BBC’s recent documentary on Prime Minister Narendra Modi and his role in anti-Muslim violence in India, including the Gujarat Muslim genocide 2002 ‘India:The Modi Question’, was screened on the University of Hyderabad campus by the students’ organization Fraternity Movement and in Kerala by a youth organization, Solidarity Youth Movement on Saturday.
The documentary was screened on the day, India blocked the airing of the documentary, saying that even sharing of any clips via social media is barred. Multiple YouTube videos of the first episode of the BBC documentary, India: The Modi Question, and more than 50 tweets with links to the YouTube videos were ordered to be taken down, Kanchan Gupta, senior adviser at Ministry of Information and Broadcasting, tweeted on Saturday.

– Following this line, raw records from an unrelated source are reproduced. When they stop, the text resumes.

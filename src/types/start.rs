//! Start modes for new coroutines.

use core::fmt;
use serde::{Deserialize, Serialize};

/// How a newly created coroutine begins executing.
///
/// The mode only affects the first resumption; suspension semantics after
/// that are identical for all three.
#[derive(Debug, Clone, Copy, PartialEq, Eq, Hash, Default, Serialize, Deserialize)]
pub enum StartMode {
    /// Enqueued on the dispatcher; the caller continues immediately.
    ///
    /// A `cancel()` before the first resumption prevents the body from
    /// running at all.
    #[default]
    Default,
    /// Runs synchronously on the caller's control flow up to its first
    /// suspension. Skipped if the job is already cancelled when created.
    Undispatched,
    /// Runs synchronously like [`StartMode::Undispatched`], and always
    /// reaches its first suspension point even if already cancelled.
    Atomic,
}

impl StartMode {
    /// Returns true if the body starts on the caller's control flow.
    #[must_use]
    pub const fn is_inline(self) -> bool {
        matches!(self, Self::Undispatched | Self::Atomic)
    }

    /// Returns true if a cancellation that lands before the first
    /// resumption stops the body from running.
    #[must_use]
    pub const fn cancellable_before_start(self) -> bool {
        !matches!(self, Self::Atomic)
    }
}

impl fmt::Display for StartMode {
    fn fmt(&self, f: &mut fmt::Formatter<'_>) -> fmt::Result {
        match self {
            Self::Default => write!(f, "default"),
            Self::Undispatched => write!(f, "undispatched"),
            Self::Atomic => write!(f, "atomic"),
        }
    }
}

#[cfg(test)]
mod tests {
    use super::*;

    #[test]
    fn start_mode_table() {
        assert!(!StartMode::Default.is_inline());
        assert!(StartMode::Default.cancellable_before_start());

        assert!(StartMode::Undispatched.is_inline());
        assert!(StartMode::Undispatched.cancellable_before_start());

        assert!(StartMode::Atomic.is_inline());
        assert!(!StartMode::Atomic.cancellable_before_start());
    }

    #[test]
    fn default_is_dispatched() {
        assert_eq!(StartMode::default(), StartMode::Default);
    }
}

Meanwhile, Hyderabad University unit of ABVP, the student body of Hindutva militant group RSS, staged a protest and lodged a complaint with the University registrar and at the Gachibowli police station, Siasat Daily reported.
Dozens of students joined the screening on Hyderabad University on Saturday while many activists and youth leaders participated in screening held in Kerala’s Kozhikode district.
Fraternity Movement is a youth and student wing Welfare Party of India and Solidarity Youth Movement is a part of Jamaate Islami Hind in Kerala.
The first episode of the two-part series documentary, which aired on 17 January, tracked Narendra Modi’s early years as a Hindutva politician and his rise through the ranks of the Bharatiya Janata Party (BJP). Modi was the chief minister of Gujarat when it was gripped by Muslim genocide that left more than 2,000 Muslims dead. The anti-Muslim violence erupted after a train carrying Hindu pilgrims caught fire, killing 59.
The documentary revealed for the first time a UK government report into the deadly 2002 genocide. The UK report said the events had “all the hallmarks of an ethnic cleansing”, the documentary showed.
The second episode will be aired on January 24.
India’s foreign ministry on Thursday dismissed the documentary as a “propaganda piece”. Foreign ministry spokesperson Arindam Bagchi said the film was meant to push a “discredited narrative”. He added that a “bias”, “lack of objectivity”, and “continuing colonial mindset” is “blatantly visible” in it.